Tesla has used the film's starship speeds (Light Speed, Ridiculous Speed, Ludicrous Speed, Plaid Speed) as inspiration for naming their acceleration modes. In homage to Spaceballs a Tesla has Ludicrous Mode for acceleration beyond its Insane Mode, and Plaid Mode, overtop Ludicrous.

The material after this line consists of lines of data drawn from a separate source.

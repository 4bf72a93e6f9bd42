//! Configured access to the three engines.

use daedalus_config::{CodegenConfig, DaedalusConfig, SimulationConfig};
use daedalus_core::{DaedalusResult, MiddlewareKind, MiddlewareNode, Pipeline, SimulationRequest};
use daedalus_middleware::{
    CodeGenerator, CodegenSettings, HandlerRegistry, SimulationResult, SimulationSettings,
    Simulator, ValidationResult, Validator,
};

/// Simulator, validator and code generator sharing one handler registry
/// and one configuration.
///
/// # Example
///
/// ```
/// use daedalus::Daedalus;
/// use daedalus::config::DaedalusConfig;
/// use daedalus::core::{MiddlewareKind, Pipeline, SimulationRequest};
///
/// let engine = Daedalus::from_config(&DaedalusConfig::default());
///
/// let mut pipeline = Pipeline::new("p1", "API");
/// let node = engine.create_node(MiddlewareKind::Routing, "routing", 0).unwrap();
/// pipeline.add_node(node).unwrap();
///
/// let result = engine.simulate(&pipeline, &SimulationRequest::get("/api/users")).unwrap();
/// assert_eq!(result.response.status_code, 200);
/// assert!(engine.accepts(&engine.validate(&pipeline)));
/// ```
#[derive(Debug, Clone)]
pub struct Daedalus {
    registry: HandlerRegistry,
    simulator: Simulator,
    validator: Validator,
    generator: CodeGenerator,
    warnings_as_errors: bool,
}

impl Default for Daedalus {
    fn default() -> Self {
        Self::from_config(&DaedalusConfig::default())
    }
}

impl Daedalus {
    /// Builds the engines from a loaded configuration.
    #[must_use]
    pub fn from_config(config: &DaedalusConfig) -> Self {
        Self::with_registry(HandlerRegistry::new(), config)
    }

    /// Builds the engines around a custom handler registry.
    #[must_use]
    pub fn with_registry(registry: HandlerRegistry, config: &DaedalusConfig) -> Self {
        Self {
            simulator: Simulator::new(registry.clone())
                .with_settings(simulation_settings(&config.simulation)),
            validator: Validator::new(registry.clone()),
            generator: CodeGenerator::new(registry.clone())
                .with_settings(codegen_settings(&config.codegen)),
            registry,
            warnings_as_errors: config.validation.warnings_as_errors,
        }
    }

    /// Returns the handler registry.
    #[must_use]
    pub fn registry(&self) -> &HandlerRegistry {
        &self.registry
    }

    /// Creates a node of `kind` with the handler's default configuration.
    ///
    /// # Errors
    ///
    /// Returns an error if no handler is registered for `kind`.
    pub fn create_node(
        &self,
        kind: MiddlewareKind,
        id: impl Into<String>,
        order: i64,
    ) -> DaedalusResult<MiddlewareNode> {
        self.registry.create_node(kind, id, order)
    }

    /// Simulates the configured default number of requests.
    ///
    /// # Errors
    ///
    /// Returns an error if a node's kind has no handler.
    pub fn simulate(
        &self,
        pipeline: &Pipeline,
        request: &SimulationRequest,
    ) -> DaedalusResult<SimulationResult> {
        self.simulator.simulate(pipeline, request)
    }

    /// Simulates `repeat_count` requests, clamped to the configured maximum.
    ///
    /// # Errors
    ///
    /// Returns an error if a node's kind has no handler.
    pub fn simulate_repeated(
        &self,
        pipeline: &Pipeline,
        request: &SimulationRequest,
        repeat_count: usize,
    ) -> DaedalusResult<SimulationResult> {
        self.simulator.simulate_repeated(pipeline, request, repeat_count)
    }

    /// Validates a pipeline.
    #[must_use]
    pub fn validate(&self, pipeline: &Pipeline) -> ValidationResult {
        self.validator.validate(pipeline)
    }

    /// Generates `Program.cs` for a pipeline.
    ///
    /// # Errors
    ///
    /// Returns an error if a node's kind has no handler.
    pub fn generate_code(&self, pipeline: &Pipeline) -> DaedalusResult<String> {
        self.generator.generate(pipeline)
    }

    /// Whether a validation result passes under the configured policy.
    ///
    /// Errors always fail; warnings fail only with `warnings_as_errors`.
    #[must_use]
    pub fn accepts(&self, result: &ValidationResult) -> bool {
        result.valid && !(self.warnings_as_errors && !result.warnings.is_empty())
    }
}

/// Maps the `[simulation]` section onto simulator settings.
#[must_use]
pub fn simulation_settings(config: &SimulationConfig) -> SimulationSettings {
    SimulationSettings {
        default_repeat_count: config.default_repeat_count,
        max_repeat_count: config.max_repeat_count,
        max_branch_depth: config.max_branch_depth,
    }
}

/// Maps the `[codegen]` section onto generator settings.
#[must_use]
pub fn codegen_settings(config: &CodegenConfig) -> CodegenSettings {
    CodegenSettings {
        indent_width: config.indent_width,
        app_variable: config.app_variable.clone(),
        builder_variable: config.builder_variable.clone(),
    }
}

A clip from the film, alongside clips of other Star Wars parody works, was used in a "special look" internet video used to promote Star Wars: The Rise of Skywalker in order to show the cultural impact of Star Wars.

==Home media==
Spaceballs was released on VHS and LaserDisc in February 1988. The VHS edition was issued twice, first in a 4:3 aspect ratio and the 1996 edition was presented in widescreen. The 1996 LaserDisc reissue includes a commentary track with Brooks, which was also included on the DVD and Blu-ray releases. The film was released on DVD on April 25, 2000. This version includes a "making of" documentary and booklet. A collectors edition DVD was released on May 3, 2005, with more extras including a video conversation about the making of the film with Brooks and Thomas Meehan. On August 7, 2012, a 25th anniversary edition Blu-ray was released containing many of the same bonus features as the 2005 DVD with the addition of a new featurette. The film was released on Ultra HD Blu-ray and a remastered Blu-ray on April 12, 2021, by Kino Lorber, with all of the special features from previous home video releases included.

==In other media==
- A novelization for the film was released on June 1, 1987, written by R. L. Stine under the pen name Jovial Bob Stine, based on the script of Mel Brooks, Thomas Meehan, and Ronny Graham.
- In the episode Robot Chicken: Star Wars of the American adult sketch comedy television series Robot Chicken the segment "George Lucas at the Convention" features a Star Wars fan wearing a Barf costume from Spaceballs.
- Moranis vocally reprised his role as Dark Helmet in the episode "Spaceballs" of the American sitcom The Goldbergs.

==Props==
A 1/12-scale model of the Eagle 5 was auctioned on December 11, 2018. The model was created by film special effects designer Grant McCune, who also created models for Star Wars and Star Trek. The model makes an appearance early in the film with the introduction of Barf and Lone Starr. The model, along with other special effects artifacts from then-current films such as Masters of the Universe and Jaws: The Revenge, was displayed at Chicago's Museum of Science and Industry in the summer of 1988.

==Animated series==

Spaceballs was developed into an animated television show which debuted in September 2008 as Spaceballs: The Animated Series on G4 (US) and Super Channel (Canada).

==Sequel==

Spaceballs: The New One, a sequel to Spaceballs, is scheduled to be released on April 23, 2027, distributed by MGM. Produced by Imagine Entertainment, the sequel was directed by Josh Greenbaum based on a screenplay written by Brooks, Josh Gad, Benji Samit and Dan Hernandez. It stars Pullman, Zuniga, Moranis, Wyner, and Brooks reprising their roles from Spaceballs, while including new characters played by Lewis Pullman (Bill Pullman's real-life son) as Lone Starr's and Vespa's son Starburst, Keke Palmer as Destiny, and Gad and Anthony Carrigan in yet-named roles.